_Saved entries_.
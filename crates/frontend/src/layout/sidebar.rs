//! Section menu with expandable children.

use leptos::prelude::*;
use leptos_router::hooks::use_navigate;
use leptos_router::NavigateOptions;

use crate::i18n::use_i18n;
use crate::navigation::store::NavigationStore;
use crate::shared::icons::icon;

struct MenuGroup {
    id: &'static str,
    label_key: &'static str,
    label: &'static str,
    icon: &'static str,
    // (child id, translation key, fallback label, icon)
    items: &'static [(&'static str, &'static str, &'static str, Option<&'static str>)],
}

const MENU: [MenuGroup; 4] = [
    MenuGroup {
        id: "map",
        label_key: "nav.map",
        label: "Map",
        icon: "map",
        items: &[
            ("overview", "nav.map.overview", "System Overview", Some("map")),
            ("flowchart", "nav.map.flowchart", "Process Flow", None),
            ("monitoring", "nav.map.monitoring", "Monitoring Points", Some("gauge")),
            ("alerts", "nav.map.alerts", "System Alerts", None),
        ],
    },
    MenuGroup {
        id: "inputs",
        label_key: "nav.inputs",
        label: "Inputs",
        icon: "file-input",
        items: &[
            ("general", "nav.general", "General", Some("settings")),
            ("consumption", "nav.consumption", "Consumption", Some("gauge")),
            ("pipes", "nav.pipes", "Pipes", None),
            ("chemistry", "nav.chemistry", "Chemistry", Some("droplets")),
            ("reuse", "nav.reuse", "Reuse", Some("recycle")),
        ],
    },
    MenuGroup {
        id: "calculate",
        label_key: "nav.calculate",
        label: "Calculate",
        icon: "calculator",
        items: &[
            ("models", "nav.calculate.models", "Calculation Models", Some("calculator")),
            ("batch", "nav.calculate.batch", "Batch Processing", None),
            ("realtime", "nav.calculate.realtime", "Real-time Analysis", Some("gauge")),
            ("optimization", "nav.calculate.optimization", "Optimization", None),
        ],
    },
    MenuGroup {
        id: "outputs",
        label_key: "nav.outputs",
        label: "Outputs",
        icon: "file-output",
        items: &[
            ("reports", "nav.outputs.reports", "Generated Reports", Some("file-output")),
            ("analytics", "nav.outputs.analytics", "Analytics Dashboard", None),
            ("exports", "nav.outputs.exports", "Data Exports", None),
            ("compliance", "nav.outputs.compliance", "Compliance Reports", None),
        ],
    },
];

#[component]
pub fn Sidebar() -> impl IntoView {
    let nav = use_context::<NavigationStore>().expect("NavigationStore not found");
    let i18n = use_i18n();
    let navigate = StoredValue::new(use_navigate());

    // Manually toggled groups; the active section is always expanded.
    let expanded_groups = RwSignal::new(Vec::<String>::new());

    view! {
        <nav class="app-sidebar__content">
            {MENU
                .iter()
                .map(|group| {
                    let group_id = group.id;
                    let label_key = group.label_key;
                    let label = group.label;
                    let items = group.items;
                    let is_expanded = move || {
                        nav.section() == group_id
                            || expanded_groups.with(|g| g.iter().any(|x| x == group_id))
                    };
                    let on_group_click = move |_| {
                        expanded_groups.update(|groups| {
                            if let Some(pos) = groups.iter().position(|x| x == group_id) {
                                groups.remove(pos);
                            } else {
                                groups.push(group_id.to_string());
                            }
                        });
                        navigate
                            .with_value(|n| n(&format!("/{}", group_id), NavigateOptions::default()));
                    };

                    view! {
                        <div class="app-sidebar__group">
                            <div
                                class="app-sidebar__item"
                                class:app-sidebar__item--active=move || {
                                    nav.section() == group_id && nav.child().is_empty()
                                }
                                on:click=on_group_click
                            >
                                <div class="app-sidebar__item-content">
                                    {icon(group.icon)}
                                    <span>{move || i18n.t(label_key, label)}</span>
                                </div>
                                <div
                                    class="app-sidebar__chevron"
                                    class:app-sidebar__chevron--expanded=is_expanded
                                >
                                    {icon("chevron-right")}
                                </div>
                            </div>
                            <Show when=is_expanded>
                                <div class="app-sidebar__children">
                                    {items
                                        .iter()
                                        .map(|&(child_id, child_key, child_label, child_icon)| {
                                            view! {
                                                <div
                                                    class="app-sidebar__item app-sidebar__item--child"
                                                    class:app-sidebar__item--active=move || {
                                                        nav.section() == group_id && nav.child() == child_id
                                                    }
                                                    on:click=move |_| {
                                                        navigate
                                                            .with_value(|n| {
                                                                n(
                                                                    &format!("/{}/{}", group_id, child_id),
                                                                    NavigateOptions::default(),
                                                                )
                                                            });
                                                    }
                                                >
                                                    <div class="app-sidebar__item-content">
                                                        {child_icon.map(icon)}
                                                        <span>{move || i18n.t(child_key, child_label)}</span>
                                                    </div>
                                                </div>
                                            }
                                        })
                                        .collect_view()}
                                </div>
                            </Show>
                        </div>
                    }
                })
                .collect_view()}
        </nav>
    }
}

_DIRECTIONS FOR THIS TASK_. Bring together every line in the entries that holds the string "format".

_EXPECTED ANSWER_.
                            .with_value(|n| n(&format!("/{}", group_id), NavigateOptions::default()));
                                                                    &format!("/{}/{}", group_id, child_id),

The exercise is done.